His family. His childhood friends. Dedue.

Dedue was perhaps the most unexpected, actually. They had picked him up in the clean up after the Tragedy, trying and almost failing to defend himself against royal soldiers, surrounded by the fallen bodies of his family. Sylvain hadn’t _saved_ him, not really, but the idea of witnessing more pointless death didn’t sit right with him, and he was already there so why not use his mostly useless rank for something that once?

He hadn’t expected to gain a retainer. In fact, he hadn’t expected anything from Dedue at all besides hatred and maybe a promise of revenge. That would have been fine with him, but instead, he got words he could not turn away and gained a shadow that followed after him and his very need.
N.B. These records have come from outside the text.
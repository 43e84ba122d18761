//! Environment-driven configuration, read once at process start.

use std::env;
use std::time::Duration;

use tracing::warn;

use crate::contract::DEFAULT_GAS_LIMIT;
use crate::eth::Address;
use crate::services::responder::StatusSimulation;

const DEFAULT_RPC_URL: &str = "http://localhost:8545";
const DEFAULT_POLL_INTERVAL_SECONDS: u64 = 5;

#[derive(Clone, Debug)]
pub struct OracleConfig {
    pub rpc_url: String,
    /// Deployed OpenInsureApp address. Absent means the daemon stays
    /// disabled while the API surface keeps serving.
    pub app_address: Option<Address>,
    pub gas_limit: u64,
    pub poll_interval: Duration,
    pub simulation: StatusSimulation,
}

impl OracleConfig {
    pub fn from_env() -> Self {
        let rpc_url = env::var("ETH_RPC_URL").unwrap_or_else(|_| DEFAULT_RPC_URL.to_string());

        let app_address = match env::var("APP_CONTRACT_ADDRESS") {
            Ok(raw) if !raw.trim().is_empty() => match raw.trim().parse::<Address>() {
                Ok(address) => Some(address),
                Err(error) => {
                    warn!(error = %error, "ignoring unparseable APP_CONTRACT_ADDRESS");
                    None
                }
            },
            _ => None,
        };

        let gas_limit = env::var("ORACLE_GAS_LIMIT")
            .ok()
            .and_then(|value| value.parse().ok())
            .unwrap_or(DEFAULT_GAS_LIMIT);

        let poll_interval = env::var("EVENT_POLL_INTERVAL_SECONDS")
            .ok()
            .and_then(|value| value.parse().ok())
            .map(Duration::from_secs)
            .unwrap_or(Duration::from_secs(DEFAULT_POLL_INTERVAL_SECONDS));

        let simulation = match env::var("SIMULATED_STATUS") {
            Ok(raw) => raw.parse().unwrap_or_else(|error: String| {
                warn!(error = %error, "ignoring unparseable SIMULATED_STATUS");
                StatusSimulation::default()
            }),
            Err(_) => StatusSimulation::default(),
        };

        Self {
            rpc_url,
            app_address,
            gas_limit,
            poll_interval,
            simulation,
        }
    }
}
Dedue cannot give him what he needs, though. He had asked, many times, if there was anything he could do for Sylvain, but… What Sylvain needs, what Sylvain _wants_ , isn’t something that can be freely given. Oh, he knows that, were he to ask, Dedue probably would do it: he could make him forget reality and see stars, repeatedly make his mind fade away into a state he can just give himself up, but-

That would not be fair.

Dedue is not meant for him. Pulling him in would be cruel, punishment for something he never did and would never do, and Sylvain does not want to trap any more of his friends in his never-ending game with fate.

Many times, Sylvain had walked ahead, too far to places where others could not follow, and Dedue stayed back. He stayed back, with Dimitri, where he _should_ be, where he would be had this world been set right, while Sylvain got lost in the labyrinth of his own mind. He walks ahead, and the others try to follow, and it is up to Dedue and Dimitri to stop them from going in too deep. _That_ is how this world works, and _that_ is how it is meant to be.

(One of the responsibilities of Sylvain’s role has to do with that, actually: going too deep into his own mind. His father had been tasked with it before his death and had been coaching Sylvain in how to deal with the restless mass of _nothingness_ waiting down there. However, his lessons were cut short by Duscur, leaving him with half-built understanding, a wrongly crafted contract, and next to no defenses of his own will.)

He does _try_ to make his darker urges, _himself_ relax. He is the Prince, so it isn’t like he can let go of his own public image that easily, but people seem to understand. He will play his game and flirt with everyone, from maids to fellow nobles, and they will play along in a way it always ends with both parties earning no points. They all know it is just empty words, that the Prince might be bold but he will never let things too far, that he will end things before anything grows too serious; the few times they _do_ get serious, he makes sure it is with discreet people, if only so he can keep his persona up and no one gets their reputation ruined from affairs behind closed doors and closed lips.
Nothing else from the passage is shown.